Once he reached the varsity football team as a sophomore, however, a decision had to be made.
"My freshman year, my coach would get so mad that I would be late for football practice from band," said Greg, laughing, as he thought back to those days. "Eventually, he was cool about it. But by my sophomore year, I made it to varsity, and Coach Crable didn't like that at all (being late). He made me choose, and obviously, I chose football."
After almost reaching the exit of the indoor facility, Greg stopped and pointed to the second level in the corner, which appeared to be nothing more than a dark, dingy storage area.
"That's where Ken Griffey Jr. and Barry Larking used to take (indoor) batting practice," he said.
Moeller is definitely not a hard place to find inspiration.
His walk continued to the football locker room, where he tapped the sign that read, "Your talent is your gift from God, How you use that talent is your Gift to God", and headed down the stairs. Greg shared a few stories with his old high school coaches before walking past the regular PE locker room and into the hallway of the school.
His first stop was upstairs to see his class picture. He also glanced into the gym, where his basketball career had a bittersweet ending.

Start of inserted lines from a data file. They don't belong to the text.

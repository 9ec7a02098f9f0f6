use std::collections::HashMap;
use std::sync::Mutex;

use async_trait::async_trait;

use crate::error::SchwabError;

use super::{Document, DocumentRef, DocumentStore};

/// In-process document store.
#[derive(Debug, Default)]
pub struct MemoryStore {
    documents: Mutex<HashMap<DocumentRef, Document>>,
}

impl MemoryStore {
    pub fn new() -> Self {
        Self::default()
    }
}

#[async_trait]
impl DocumentStore for MemoryStore {
    async fn read_document(&self, doc: &DocumentRef) -> Result<Option<Document>, SchwabError> {
        let documents = self
            .documents
            .lock()
            .map_err(|_| doc.store_error("memory store lock poisoned"))?;
        Ok(documents.get(doc).cloned())
    }

    async fn write_document(&self, doc: &DocumentRef, body: &Document) -> Result<(), SchwabError> {
        let mut documents = self
            .documents
            .lock()
            .map_err(|_| doc.store_error("memory store lock poisoned"))?;
        documents.insert(doc.clone(), body.clone());
        Ok(())
    }
}

#[cfg(test)]
mod tests {
    use super::*;
    use serde_json::json;

    fn doc() -> DocumentRef {
        DocumentRef::new("schwab-tokens", "schwab-tokens-auth")
    }

    #[tokio::test]
    async fn missing_document_reads_absent() {
        let store = MemoryStore::new();
        assert!(store.read_field(&doc(), "access_token").await.unwrap().is_none());
    }

    #[tokio::test]
    async fn missing_field_reads_absent() {
        let store = MemoryStore::new();
        let body = json!({"access_token": "a"}).as_object().unwrap().clone();
        store.write_document(&doc(), &body).await.unwrap();
        assert!(store.read_field(&doc(), "refresh_token").await.unwrap().is_none());
    }

    #[tokio::test]
    async fn write_replaces_whole_document() {
        let store = MemoryStore::new();
        let first = json!({"access_token": "a1", "refresh_token": "r1", "scope": "api"})
            .as_object()
            .unwrap()
            .clone();
        let second = json!({"access_token": "a2", "refresh_token": "r2"})
            .as_object()
            .unwrap()
            .clone();
        store.write_document(&doc(), &first).await.unwrap();
        store.write_document(&doc(), &second).await.unwrap();

        assert_eq!(store.read_document(&doc()).await.unwrap(), Some(second));
        assert!(store.read_field(&doc(), "scope").await.unwrap().is_none());
    }
}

He hurt his hand playing basketball his junior year, and that was that. Greg decided to focus on football his senior year. It just so happens the one year he didn't play, the Crusaders went on to win the 2007 state championship.
The school's rich athletic history is on display in the Gerry Faust Hall of Fame. Plaques of Ken Griffey Jr., Barry Larkin, Bob Crable, Shane Bullough and several others greet the students of Moeller every day. Possibly someday, Greg will be added this to impressive list of standout athletes. But before he can even think what his plaque might look like on the wall, he heard a voice down the hall, and it's an old teammate.
After finishing up his conversation with a long-lost friend, Greg smiled as if to say, "Wow, what a day. But that's about it. It's time to go and move on."
Greg knows there's more to his life on the road in front of him than in the rearview mirror. But he also knows the path ahead can be navigated more easily with the help of people along life's journey. He has never forgotten his friends and family in his hometown upon becoming an All-America linebacker at Michigan State with a promising future in the NFL. His positive and faithful demeanor, which permeates into all facets of his interaction with others, continues to be a source of inspiration, especially for those who had the fortune of running into him that one summer day in Cincinnati.